Compensatory mechanisms such as sympathetic activation and peripheral vasoconstriction temporarily maintain central organ perfusion but at the expense of peripheral ischemia. Consequently, heterogeneity of capillary blood flow, impaired capillary recruitment, and endothelial dysfunction lead to the loss of perfusion coherence (De Backer et al., 2002), (Ince, 2015), (Trzeciak et al., 2008).
Even when MAP and cardiac output appear normal, profound cellular hypoxia may persist—forming the basis for “cryptic shock” or “occult hypoperfusion,” an early yet critical stage of circulatory failure.
When tissue perfusion declines, the balance between oxygen delivery (DO₂) and utilization (VO₂) becomes disrupted, forcing a shift toward anaerobic glycolysis. Anaerobic metabolism increases lactate production, which functions not only as a biomarker of hypoperfusion but also as a pathophysiological mediator.
Lactate accumulation correlates with impaired mitochondrial oxidative phosphorylation, redox imbalance, and altered NADH/NAD⁺ ratios (Levraut et al., 1998), (Garcia-Alvarez et al., 2014), (Walley, 2018).

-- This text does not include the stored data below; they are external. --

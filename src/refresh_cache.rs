use std::{collections::HashMap, future::Future, hash::Hash, sync::Arc, time::Duration};

use tokio::{sync::RwLock, time::Instant};
use tracing::debug;

use crate::error::Result;

/// One cached payload and when it was fetched.
#[derive(Debug, Clone)]
struct CacheEntry<V> {
    payload: V,
    fetched_at: Instant,
    ttl: Duration,
}

impl<V> CacheEntry<V> {
    /// Served iff `now - fetched_at < ttl`.
    fn is_fresh(&self, now: Instant) -> bool {
        now.saturating_duration_since(self.fetched_at) < self.ttl
    }
}

/// In-memory read-through cache, one entry per query key.
///
/// Entries are overwritten on refresh, never appended, and live only as long
/// as the process. The cache does no work between reads: expiry is checked
/// lazily and `clear` is the only invalidation.
///
/// Wrapped in `Arc` so it can be cheaply cloned and shared across handlers.
/// The lock is never held while a fetch is in flight.
pub struct RefreshCache<K, V> {
    inner: Arc<RwLock<HashMap<K, CacheEntry<V>>>>,
}

impl<K, V> Clone for RefreshCache<K, V> {
    fn clone(&self) -> Self {
        Self {
            inner: Arc::clone(&self.inner),
        }
    }
}

impl<K, V> Default for RefreshCache<K, V> {
    fn default() -> Self {
        Self {
            inner: Arc::new(RwLock::new(HashMap::new())),
        }
    }
}

impl<K, V> RefreshCache<K, V>
where
    K: Eq + Hash + Clone + std::fmt::Debug,
    V: Clone,
{
    pub fn new() -> Self {
        Self::default()
    }

    /// Return the payload for `key` if it is still within its ttl.
    pub async fn get(&self, key: &K) -> Option<V> {
        let now = Instant::now();
        self.inner
            .read()
            .await
            .get(key)
            .filter(|entry| entry.is_fresh(now))
            .map(|entry| entry.payload.clone())
    }

    /// Overwrite the entry for `key`, stamped with the current time.
    pub async fn insert(&self, key: K, payload: V, ttl: Duration) {
        let entry = CacheEntry {
            payload,
            fetched_at: Instant::now(),
            ttl,
        };
        self.inner.write().await.insert(key, entry);
    }

    /// Serve `key` from the cache, or run `fetch` exactly once and store the
    /// result. A failed fetch stores nothing.
    pub async fn get_or_fetch<F, Fut>(&self, key: K, ttl: Duration, fetch: F) -> Result<V>
    where
        F: FnOnce() -> Fut,
        Fut: Future<Output = Result<V>>,
    {
        if let Some(payload) = self.get(&key).await {
            debug!(key = ?key, "Cache hit");
            return Ok(payload);
        }

        debug!(key = ?key, "Cache miss, fetching");
        let payload = fetch().await?;
        self.insert(key, payload.clone(), ttl).await;
        Ok(payload)
    }

    /// Drop every entry regardless of age. Returns how many were dropped.
    pub async fn clear(&self) -> usize {
        let mut guard = self.inner.write().await;
        let dropped = guard.len();
        guard.clear();
        dropped
    }

    /// Number of stored entries, expired ones included.
    pub async fn len(&self) -> usize {
        self.inner.read().await.len()
    }

    pub async fn is_empty(&self) -> bool {
        self.inner.read().await.is_empty()
    }
}

#[cfg(test)]
mod tests {
    use std::sync::atomic::{AtomicUsize, Ordering};

    use tokio::time;

    use super::*;
    use crate::error::DashboardError;

    const TTL: Duration = Duration::from_secs(5);

    /// Fetch closure that counts invocations and returns the call number.
    fn counting(calls: &AtomicUsize) -> impl Future<Output = Result<usize>> + '_ {
        async move { Ok(calls.fetch_add(1, Ordering::SeqCst) + 1) }
    }

    #[tokio::test]
    async fn empty_cache_returns_nothing() {
        let cache: RefreshCache<&str, i64> = RefreshCache::new();
        assert!(cache.get(&"latest").await.is_none());
        assert!(cache.is_empty().await);
    }

    #[tokio::test(start_paused = true)]
    async fn served_from_cache_while_younger_than_ttl() {
        let cache = RefreshCache::new();
        let calls = AtomicUsize::new(0);

        let first = cache.get_or_fetch("latest", TTL, || counting(&calls)).await.unwrap();
        time::advance(Duration::from_millis(4_999)).await;
        let second = cache.get_or_fetch("latest", TTL, || counting(&calls)).await.unwrap();

        assert_eq!(first, 1);
        assert_eq!(second, 1);
        assert_eq!(calls.load(Ordering::SeqCst), 1);
    }

    #[tokio::test(start_paused = true)]
    async fn refetched_exactly_once_when_age_reaches_ttl() {
        let cache = RefreshCache::new();
        let calls = AtomicUsize::new(0);

        cache.get_or_fetch("latest", TTL, || counting(&calls)).await.unwrap();
        time::advance(TTL).await;

        let value = cache.get_or_fetch("latest", TTL, || counting(&calls)).await.unwrap();
        assert_eq!(value, 2);
        assert_eq!(calls.load(Ordering::SeqCst), 2);

        // The new entry is fresh again.
        let value = cache.get_or_fetch("latest", TTL, || counting(&calls)).await.unwrap();
        assert_eq!(value, 2);
        assert_eq!(calls.load(Ordering::SeqCst), 2);
    }

    #[tokio::test(start_paused = true)]
    async fn expired_entry_is_never_served_by_get() {
        let cache = RefreshCache::new();
        cache.insert("history", 10, TTL).await;
        assert_eq!(cache.get(&"history").await, Some(10));

        time::advance(TTL + Duration::from_millis(1)).await;
        assert_eq!(cache.get(&"history").await, None);
        // Still stored until overwritten or cleared.
        assert_eq!(cache.len().await, 1);
    }

    #[tokio::test(start_paused = true)]
    async fn clear_forces_fetch_regardless_of_age() {
        let cache = RefreshCache::new();
        let calls = AtomicUsize::new(0);

        cache.get_or_fetch("a", TTL, || counting(&calls)).await.unwrap();
        cache.get_or_fetch("b", TTL, || counting(&calls)).await.unwrap();
        assert_eq!(cache.clear().await, 2);

        cache.get_or_fetch("a", TTL, || counting(&calls)).await.unwrap();
        cache.get_or_fetch("b", TTL, || counting(&calls)).await.unwrap();
        assert_eq!(calls.load(Ordering::SeqCst), 4);
    }

    #[tokio::test]
    async fn failed_fetch_stores_nothing() {
        let cache: RefreshCache<&str, i64> = RefreshCache::new();

        let err = cache
            .get_or_fetch("latest", TTL, || async {
                Err(DashboardError::transport("connection reset"))
            })
            .await
            .unwrap_err();
        assert!(matches!(err, DashboardError::Transport(_)));
        assert!(cache.is_empty().await);

        let value = cache.get_or_fetch("latest", TTL, || async { Ok(7) }).await.unwrap();
        assert_eq!(value, 7);
    }

    #[tokio::test]
    async fn keys_are_independent() {
        let cache = RefreshCache::new();
        cache.insert(24_u32, "day", TTL).await;
        cache.insert(168_u32, "week", TTL).await;

        assert_eq!(cache.get(&24).await, Some("day"));
        assert_eq!(cache.get(&168).await, Some("week"));
        assert_eq!(cache.get(&1).await, None);
    }

    #[tokio::test]
    async fn insert_overwrites_previous_entry() {
        let cache = RefreshCache::new();
        cache.insert("latest", 1, TTL).await;
        cache.insert("latest", 2, TTL).await;
        assert_eq!(cache.get(&"latest").await, Some(2));
        assert_eq!(cache.len().await, 1);
    }

    #[tokio::test]
    async fn clone_shares_state() {
        let cache = RefreshCache::new();
        let clone = cache.clone();
        cache.insert("latest", 1, TTL).await;
        assert_eq!(clone.get(&"latest").await, Some(1));
    }
}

The resulting intracellular acidosis inhibits metabolic enzymes, promotes oxidative stress, and reduces energy availability—thus amplifying circulatory collapse through self-perpetuating feedback.
Metabolic acidosis and ionic imbalance reduce vascular smooth muscle responsiveness to catecholamines, lowering the effectiveness of vasopressors such as norepinephrine.
Simultaneously, endothelial dysfunction enhances nitric oxide (NO) release and activates the guanylate cyclase pathway, leading to pathological vasodilation and refractory vasoplegia, characteristic of septic shock (Landry & Oliver, 2001), (Annane et al., 2005), (Russell, 2006).
Recent research emphasizes the importance of venous congestion in shock pathogenesis. Elevated central venous pressure (CVP) reduces capillary perfusion gradients and impairs microcirculatory drainage, while increased interstitial pressure hinders oxygen diffusion and metabolite clearance (Marik et al., 2008; Pinsky, 2016).This leads to passive hypoxia, where oxygen is present in the circulation but cannot effectively reach tissues due to diffusion limitations.
This vicious cycle is schematically illustrated by the Ouroboros model (Figure 1), which conceptualises shock progression as an internally sustained process rather than a series of isolated events
The Ouroboros Shock Model unifies these processes into one dynamic system. Perfusion failure induces metabolic imbalance; metabolic dysfunction promotes endothelial injury and vasoplegia; and vasoplegia further worsens perfusion.
This creates a self-reinforcing closed feedback loop, transforming shock from a simple hemodynamic event into a systems-level collapse (Vincent & De Backer, 2013), (Cecconi et al., 2014), (Ince, 2015).
The Ouroboros Shock Model presents shock as an integrative, dynamic, and system-oriented disorder in which hemodynamic and metabolic pathways are tightly coupled through self-perpetuating feedback loops.
It reframes shock not merely as hypotension but as a systemic energetic collapse involving mitochondrial dysfunction, endothelial failure, and microcirculatory breakdown—calling for resuscitation strategies that restore perfusion coherence and metabolic balance, rather than targeting pressure alone.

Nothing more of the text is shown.